The Nusra Front’s withdrawal from rural positions northeast of the Syrian city of Aleppo came amid newly announced steps by Turkey and the United States to fight the Islamic State in Syria.

American and Turkish officials last month described plans to provide military support to Syrian rebels to clear the Islamic State, also known as ISIS or ISIL, from a roughly 60-mile-long strip of territory along the Turkish border.

But two weeks later, much remains unclear about the plan, including how far into Syria the proposed Islamic State-free zone will extend; which rebel forces will push back the Islamic State fighters and hold any ground taken from them; and what sort of military support these forces will receive to do so.

At the same time, a United States plan to train and arm rebels to fight the Islamic State suffered a major setback when leaders of the United States-backed group, known as Division 30, were captured by the Nusra Front soon after entering Syria last month. Their fate remains unknown.

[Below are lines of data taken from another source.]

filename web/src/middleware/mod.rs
pub(crate) mod auth;
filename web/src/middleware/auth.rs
use axum::{
    extract::Request,
    http::StatusCode,
    middleware::Next,
    response::{IntoResponse, Response},
};
use axum_login::AuthSession;

/// Authentication middleware that returns 401 Unauthorized for unauthenticated requests.
///
/// Used instead of axum-login's `login_required!` macro, which redirects to a login URL.
pub async fn require_auth(
    auth_session: AuthSession<domain::user::Backend>,
    request: Request,
    next: Next,
) -> Response {
    match auth_session.user {
        Some(_user) => next.run(request).await,
        None => (StatusCode::UNAUTHORIZED, "Unauthorized").into_response(),
    }
}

Last week, a senior American official confirmed that one of the newly trained fighters had been killed and two others wounded in an attack by the Nusra Front on their base. The United States launched airstrikes to try to defend the force, the first time it has provided direct air support to American-trained forces.

Syrian rebels and activists have criticized the American program, saying it is too small to make a difference and is focused on a rebel group that few people know. Division 30 is made up mostly of fighters from Syria’s Turkmen minority, and few other rebels had ever heard of it before it was attacked by the Nusra Front.

President Obama announced the program in May, saying that it would train and arm more than 5,000 fighters a year to fight the Islamic State. But the program faced a number of setbacks even before it was attacked.

A number of fighters in the first training group quit and returned to Syria before finishing the program, leaving a graduating class of fewer than 60 fighters.

The Nusra Front made no mention of the American-backed fighters in its statement Monday. It said that Turkey was interested in what its officials call a “safe zone” because it was worried about Kurdish forces that have seized much of the land across its border in Syria.

It said that the decision to push the Islamic State out of the proposed safe zone was not “the free choice of the fighting factions; in fact, its first goal is the national security of Turkey.”

The Nusra Front said it was deploying its fighters to other front lines to fight both the Islamic State and the government of President Bashar al-Assad of Syria.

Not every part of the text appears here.